» EXERCISE AIM
All of the data should be restated word for word.

» Entries taken from a collection
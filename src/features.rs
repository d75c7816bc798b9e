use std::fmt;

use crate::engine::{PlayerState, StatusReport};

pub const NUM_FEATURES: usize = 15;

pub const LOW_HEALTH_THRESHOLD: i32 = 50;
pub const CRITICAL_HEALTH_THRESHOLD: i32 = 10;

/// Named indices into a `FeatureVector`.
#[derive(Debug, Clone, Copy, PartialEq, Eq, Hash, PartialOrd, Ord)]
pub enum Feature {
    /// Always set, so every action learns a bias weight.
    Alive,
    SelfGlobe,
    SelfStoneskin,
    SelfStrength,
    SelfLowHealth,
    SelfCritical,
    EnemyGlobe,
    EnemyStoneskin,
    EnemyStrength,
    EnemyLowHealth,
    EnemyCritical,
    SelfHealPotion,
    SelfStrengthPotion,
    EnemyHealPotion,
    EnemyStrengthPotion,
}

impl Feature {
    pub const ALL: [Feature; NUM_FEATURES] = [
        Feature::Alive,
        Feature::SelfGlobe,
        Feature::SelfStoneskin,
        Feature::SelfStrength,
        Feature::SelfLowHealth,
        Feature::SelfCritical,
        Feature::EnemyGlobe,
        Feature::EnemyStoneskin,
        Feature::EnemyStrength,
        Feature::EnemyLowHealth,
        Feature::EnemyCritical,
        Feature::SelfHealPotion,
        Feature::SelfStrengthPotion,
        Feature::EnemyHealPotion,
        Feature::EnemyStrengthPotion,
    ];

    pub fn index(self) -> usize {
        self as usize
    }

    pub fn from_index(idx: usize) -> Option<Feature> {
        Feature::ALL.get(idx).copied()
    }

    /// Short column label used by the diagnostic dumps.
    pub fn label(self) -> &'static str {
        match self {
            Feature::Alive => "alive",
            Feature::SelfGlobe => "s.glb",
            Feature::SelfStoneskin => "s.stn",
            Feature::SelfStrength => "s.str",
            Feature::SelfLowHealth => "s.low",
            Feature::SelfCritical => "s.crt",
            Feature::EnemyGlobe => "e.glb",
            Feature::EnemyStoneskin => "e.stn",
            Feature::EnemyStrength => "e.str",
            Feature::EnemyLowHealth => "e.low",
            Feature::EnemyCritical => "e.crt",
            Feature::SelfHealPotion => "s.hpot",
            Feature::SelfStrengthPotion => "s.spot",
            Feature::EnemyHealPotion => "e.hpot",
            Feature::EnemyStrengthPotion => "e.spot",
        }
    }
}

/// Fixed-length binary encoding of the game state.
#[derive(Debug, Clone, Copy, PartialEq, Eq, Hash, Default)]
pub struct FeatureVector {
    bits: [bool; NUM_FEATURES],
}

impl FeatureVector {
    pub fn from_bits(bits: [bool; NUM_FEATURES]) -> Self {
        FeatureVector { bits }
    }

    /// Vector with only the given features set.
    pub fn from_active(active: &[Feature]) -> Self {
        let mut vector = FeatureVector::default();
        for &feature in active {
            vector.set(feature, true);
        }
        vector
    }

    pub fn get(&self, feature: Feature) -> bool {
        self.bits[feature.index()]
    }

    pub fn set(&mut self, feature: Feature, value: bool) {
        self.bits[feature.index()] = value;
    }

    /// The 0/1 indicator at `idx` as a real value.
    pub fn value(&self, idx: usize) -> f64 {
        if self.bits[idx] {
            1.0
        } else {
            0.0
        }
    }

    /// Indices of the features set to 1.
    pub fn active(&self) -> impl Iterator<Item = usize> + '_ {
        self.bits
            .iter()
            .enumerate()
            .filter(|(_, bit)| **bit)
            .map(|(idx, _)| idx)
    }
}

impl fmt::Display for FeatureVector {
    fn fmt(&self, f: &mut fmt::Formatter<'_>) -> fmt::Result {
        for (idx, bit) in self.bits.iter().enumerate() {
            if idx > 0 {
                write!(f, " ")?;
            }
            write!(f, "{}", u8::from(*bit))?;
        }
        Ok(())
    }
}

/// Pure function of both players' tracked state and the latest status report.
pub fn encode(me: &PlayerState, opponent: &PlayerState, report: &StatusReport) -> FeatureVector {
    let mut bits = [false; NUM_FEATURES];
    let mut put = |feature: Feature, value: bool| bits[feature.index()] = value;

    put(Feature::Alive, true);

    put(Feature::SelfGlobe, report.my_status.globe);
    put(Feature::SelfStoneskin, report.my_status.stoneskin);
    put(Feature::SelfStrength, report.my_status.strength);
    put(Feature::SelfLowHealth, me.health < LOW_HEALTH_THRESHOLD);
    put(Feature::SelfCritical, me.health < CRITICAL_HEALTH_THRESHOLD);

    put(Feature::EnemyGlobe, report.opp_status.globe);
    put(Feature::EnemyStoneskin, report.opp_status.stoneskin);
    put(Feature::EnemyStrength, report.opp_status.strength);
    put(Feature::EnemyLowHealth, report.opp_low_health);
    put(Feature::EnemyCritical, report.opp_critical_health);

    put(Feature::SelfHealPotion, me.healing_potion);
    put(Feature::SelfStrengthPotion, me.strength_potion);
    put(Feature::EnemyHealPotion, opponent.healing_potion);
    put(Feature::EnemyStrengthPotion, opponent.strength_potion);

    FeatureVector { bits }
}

» WRITTEN ANSWER
filename src/features.rs
repository d75c7816bc798b9e
use std::fmt;

use crate::engine::{PlayerState, StatusReport};

pub const NUM_FEATURES: usize = 15;

pub const LOW_HEALTH_THRESHOLD: i32 = 50;
pub const CRITICAL_HEALTH_THRESHOLD: i32 = 10;

/// Named indices into a `FeatureVector`.
#[derive(Debug, Clone, Copy, PartialEq, Eq, Hash, PartialOrd, Ord)]
pub enum Feature {
    /// Always set, so every action learns a bias weight.
    Alive,
    SelfGlobe,
    SelfStoneskin,
    SelfStrength,
    SelfLowHealth,
    SelfCritical,
    EnemyGlobe,
    EnemyStoneskin,
    EnemyStrength,
    EnemyLowHealth,
    EnemyCritical,
    SelfHealPotion,
    SelfStrengthPotion,
    EnemyHealPotion,
    EnemyStrengthPotion,
}

impl Feature {
    pub const ALL: [Feature; NUM_FEATURES] = [
        Feature::Alive,
        Feature::SelfGlobe,
        Feature::SelfStoneskin,
        Feature::SelfStrength,
        Feature::SelfLowHealth,
        Feature::SelfCritical,
        Feature::EnemyGlobe,
        Feature::EnemyStoneskin,
        Feature::EnemyStrength,
        Feature::EnemyLowHealth,
        Feature::EnemyCritical,
        Feature::SelfHealPotion,
        Feature::SelfStrengthPotion,
        Feature::EnemyHealPotion,
        Feature::EnemyStrengthPotion,
    ];

    pub fn index(self) -> usize {
        self as usize
    }

    pub fn from_index(idx: usize) -> Option<Feature> {
        Feature::ALL.get(idx).copied()
    }

    /// Short column label used by the diagnostic dumps.
    pub fn label(self) -> &'static str {
        match self {
            Feature::Alive => "alive",
            Feature::SelfGlobe => "s.glb",
            Feature::SelfStoneskin => "s.stn",
            Feature::SelfStrength => "s.str",
            Feature::SelfLowHealth => "s.low",
            Feature::SelfCritical => "s.crt",
            Feature::EnemyGlobe => "e.glb",
            Feature::EnemyStoneskin => "e.stn",
            Feature::EnemyStrength => "e.str",
            Feature::EnemyLowHealth => "e.low",
            Feature::EnemyCritical => "e.crt",
            Feature::SelfHealPotion => "s.hpot",
            Feature::SelfStrengthPotion => "s.spot",
            Feature::EnemyHealPotion => "e.hpot",
            Feature::EnemyStrengthPotion => "e.spot",
        }
    }
}

/// Fixed-length binary encoding of the game state.
#[derive(Debug, Clone, Copy, PartialEq, Eq, Hash, Default)]
pub struct FeatureVector {
    bits: [bool; NUM_FEATURES],
}

impl FeatureVector {
    pub fn from_bits(bits: [bool; NUM_FEATURES]) -> Self {
        FeatureVector { bits }
    }

    /// Vector with only the given features set.
    pub fn from_active(active: &[Feature]) -> Self {
        let mut vector = FeatureVector::default();
        for &feature in active {
            vector.set(feature, true);
        }
        vector
    }

    pub fn get(&self, feature: Feature) -> bool {
        self.bits[feature.index()]
    }

    pub fn set(&mut self, feature: Feature, value: bool) {
        self.bits[feature.index()] = value;
    }

    /// The 0/1 indicator at `idx` as a real value.
    pub fn value(&self, idx: usize) -> f64 {
        if self.bits[idx] {
            1.0
        } else {
            0.0
        }
    }

    /// Indices of the features set to 1.
    pub fn active(&self) -> impl Iterator<Item = usize> + '_ {
        self.bits
            .iter()
            .enumerate()
            .filter(|(_, bit)| **bit)
            .map(|(idx, _)| idx)
    }
}

impl fmt::Display for FeatureVector {
    fn fmt(&self, f: &mut fmt::Formatter<'_>) -> fmt::Result {
        for (idx, bit) in self.bits.iter().enumerate() {
            if idx > 0 {
                write!(f, " ")?;
            }
            write!(f, "{}", u8::from(*bit))?;
        }
        Ok(())
    }
}

/// Pure function of both players' tracked state and the latest status report.
pub fn encode(me: &PlayerState, opponent: &PlayerState, report: &StatusReport) -> FeatureVector {
    let mut bits = [false; NUM_FEATURES];
    let mut put = |feature: Feature, value: bool| bits[feature.index()] = value;

    put(Feature::Alive, true);

    put(Feature::SelfGlobe, report.my_status.globe);
    put(Feature::SelfStoneskin, report.my_status.stoneskin);
    put(Feature::SelfStrength, report.my_status.strength);
    put(Feature::SelfLowHealth, me.health < LOW_HEALTH_THRESHOLD);
    put(Feature::SelfCritical, me.health < CRITICAL_HEALTH_THRESHOLD);

    put(Feature::EnemyGlobe, report.opp_status.globe);
    put(Feature::EnemyStoneskin, report.opp_status.stoneskin);
    put(Feature::EnemyStrength, report.opp_status.strength);
    put(Feature::EnemyLowHealth, report.opp_low_health);
    put(Feature::EnemyCritical, report.opp_critical_health);

    put(Feature::SelfHealPotion, me.healing_potion);
    put(Feature::SelfStrengthPotion, me.strength_potion);
    put(Feature::EnemyHealPotion, opponent.healing_potion);
    put(Feature::EnemyStrengthPotion, opponent.strength_potion);

    FeatureVector { bits }
}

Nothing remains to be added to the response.